Because previous studies on cystic fibrosis and athletes showed that high-cysteine-content, whey-based formulas were able to improve glutathione levels in cystic fibrosis and in healthy exercising people, the aim of this preliminary study was to evaluate the impact on oxidative balance of a new antioxidant supplementation, based on a high-cysteine formula containing a protein mimicking breast milk, on women conventionally treated for breast cancer.
Subjects and methods
Twenty women suffering from breast cancer under ambulatory conventional antineo-plastic treatment were supplemented for 12 consecutive months with 10 g u.i.d. of an oral nutraceutical lipid- and lactose-free formula containing a mix of peptides from cow’s milk whey having a high content of cysteine and glutamic acid as the main biochemical precursor of glutathione (Prother®, DMF Limbiate, MI, Italy). During the study period the recruited subjects underwent a periodical (bimonthly) clinical visit, during which they were tested for oxidative balance (BAP test and d-ROMs). Before and at the end of the study the women were invited to complete the Spitzer Questionnaire.
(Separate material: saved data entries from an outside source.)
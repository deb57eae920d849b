pub mod aggregate;
pub mod backend;
pub mod cli;
pub mod config;
pub mod data;
pub mod error;
pub mod normalize;
pub mod progress;
pub mod reconcile;
pub mod render;
pub mod report;
pub mod schema;
pub mod source;
pub mod style;
pub mod table;
pub mod thumbnail;

use std::{env, sync::OnceLock};

use anyhow::{Context, Result, anyhow, bail};
use clap::Parser;
use log::{LevelFilter, debug, info, warn};

use crate::{
    backend::XlsxBackend,
    cli::{Cli, Commands},
    config::Config,
    progress::LogProgress,
    report::{ReportConfig, ReportOrchestrator, ReportSummary, SectionStatus},
    source::SourceRegistry,
};

static LOGGER: OnceLock<()> = OnceLock::new();

fn init_logging() {
    LOGGER.get_or_init(|| {
        let mut builder = env_logger::Builder::from_env(env_logger::Env::default());
        if env::var("RUST_LOG").is_err() {
            builder.filter_module("shop_ledger", LevelFilter::Info);
        }
        let _ = builder.format_timestamp_millis().try_init();
    });
}

pub fn run() -> Result<()> {
    init_logging();
    let cli = Cli::parse();
    match cli.command {
        Commands::Generate(args) => handle_generate(&args),
        Commands::Schema(args) => handle_schema(&args),
        Commands::Fetch(args) => handle_fetch(&args),
    }
}

fn load_config(path: &std::path::Path) -> Result<(Config, SourceRegistry)> {
    let config = Config::load(path).with_context(|| format!("Loading config from {path:?}"))?;
    let registry = SourceRegistry::from_config(&config.sources)
        .with_context(|| format!("Opening sources listed in {path:?}"))?;
    debug!("Registered {} source(s)", registry.len());
    Ok((config, registry))
}

fn handle_generate(args: &cli::GenerateArgs) -> Result<()> {
    let (config, registry) = load_config(&args.config)?;
    let output = args
        .output
        .clone()
        .unwrap_or_else(|| config.output_path().to_path_buf());
    let orchestrator =
        ReportOrchestrator::new(ReportConfig::from_config(&config, !args.no_thumbnails));
    let backend = XlsxBackend::new(config.output.excel.font.clone());
    let mut progress = LogProgress::new();

    let result = orchestrator.run(&registry, &backend, &output, &mut progress);
    registry.finish_all();
    let summary = result.with_context(|| format!("Generating report {output:?}"))?;

    print_summary(&config, &summary);
    if summary.written.is_none() {
        bail!("No section could be rendered; {output:?} was not written");
    }
    if summary.is_clean() {
        info!("Report {output:?} written with every section complete");
    } else {
        warn!(
            "Report {:?} written: {} of {} section(s), {} skipped source(s), {} dropped record(s)",
            output,
            summary.rendered_count(),
            summary.sections.len(),
            summary.source_failures().count(),
            summary.dropped_count()
        );
    }
    Ok(())
}

fn print_summary(config: &Config, summary: &ReportSummary) {
    let rows = config
        .sections
        .iter()
        .filter_map(|section| summary.section(&section.name).map(|outcome| (section, outcome)))
        .map(|(section, outcome)| {
            let (status, rows) = match &outcome.status {
                SectionStatus::Rendered { rows, .. } => ("rendered".to_string(), rows.to_string()),
                SectionStatus::Failed(err) => (format!("failed: {err}"), String::new()),
            };
            vec![
                outcome.section.clone(),
                section.title.clone(),
                rows,
                outcome.source_failures.len().to_string(),
                outcome.dropped.len().to_string(),
                status,
            ]
        })
        .collect::<Vec<_>>();
    table::print_table(
        &["section", "sheet", "rows", "failed sources", "dropped", "status"],
        &rows,
    );
    for failure in summary.source_failures() {
        warn!("{failure}");
    }
}

fn handle_schema(args: &cli::SchemaArgs) -> Result<()> {
    let (config, registry) = load_config(&args.config)?;
    let section = config
        .section(&args.section)
        .ok_or_else(|| anyhow!("Section '{}' is not configured", args.section))?;
    let orchestrator = ReportOrchestrator::new(ReportConfig::from_config(&config, false));
    let schema = orchestrator
        .section_schema(&registry, section)
        .with_context(|| format!("Reconciling section '{}'", section.name))?;

    let rows = schema
        .columns_by_position()
        .into_iter()
        .map(|column| {
            vec![
                column.position.to_string(),
                column.key.clone(),
                column.label.clone(),
                if column.optional { "yes" } else { "" }.to_string(),
            ]
        })
        .collect::<Vec<_>>();
    table::print_table(&["pos", "key", "label", "optional"], &rows);
    info!(
        "Sheet '{}' has {} column(s) under header row {}",
        schema.title,
        schema.columns.len(),
        schema.header_row
    );
    Ok(())
}

fn handle_fetch(args: &cli::FetchArgs) -> Result<()> {
    let (config, registry) = load_config(&args.config)?;
    let mut rows = Vec::new();
    let mut failed = Vec::new();

    for source in registry.iter() {
        info!("Start fetching records from {}", source.name());
        let sections = config
            .sections
            .iter()
            .filter(|section| section.sources.iter().any(|name| name == source.name()));
        for section in sections {
            let status = match source.fetch_records(&section.name) {
                Ok(records) => records.len().to_string(),
                Err(err) => {
                    warn!(
                        "Fetching '{}' records from {} failed: {err:#}",
                        section.name,
                        source.name()
                    );
                    failed.push(source.name().to_string());
                    "failed".to_string()
                }
            };
            rows.push(vec![source.name().to_string(), section.name.clone(), status]);
        }
        if let Err(err) = source.finish() {
            warn!("Closing source {} failed: {err:#}", source.name());
        }
        info!("Finished fetching records from {}", source.name());
    }

    table::print_table(&["source", "section", "records"], &rows);
    if !failed.is_empty() {
        failed.dedup();
        bail!("Fetching failed for {}", failed.join(", "));
    }
    Ok(())
}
Plasma antioxidant capacity, as detected by the BAP test, showed a marked early trend towards a progressive increase, reaching statistical significance at the end of the treatment (2319.5 ± 288.7 vs. 1894.5 ± 362.5 μmol/l reduced iron, respectively; p = 0.007). Plasma oxidant status, as measured by means of the d-ROMs test, after an irregular time-course, increased significantly at the 12th month, compared to the baseline value (350.29 ± 39.29 vs. 407.00 ± 58.54 CARR U, respectively; p = 0.0017). The treatment was well tolerated.
The breast milk-mimicking protein formula intake was associated with a restoration of biological antioxidant potential, maybe by increasing the bioavailability of antioxidant components, and reduced glutathione, with no apparent interference with the intrinsic pharmacological/chemical mechanism (oxidant species generation) of the current treatment (chemo/radiotherapy).
This preliminary study indicates that 12 months of regular oral intake of a high-content cysteine nutraceutic formula is associated with increased plasma antioxidant capacity in women conventionally treated for breast cancer. Moreover, the data from oxidative status assessment suggest that the above supplement did not interfere with oxidant production, the increase of which is related to the cancer and antineoplastic treatment itself. Finally, the d-ROMs and BAP tests were shown to be very reliable tools to monitor ambulatory oxidative balance in this kind of patient.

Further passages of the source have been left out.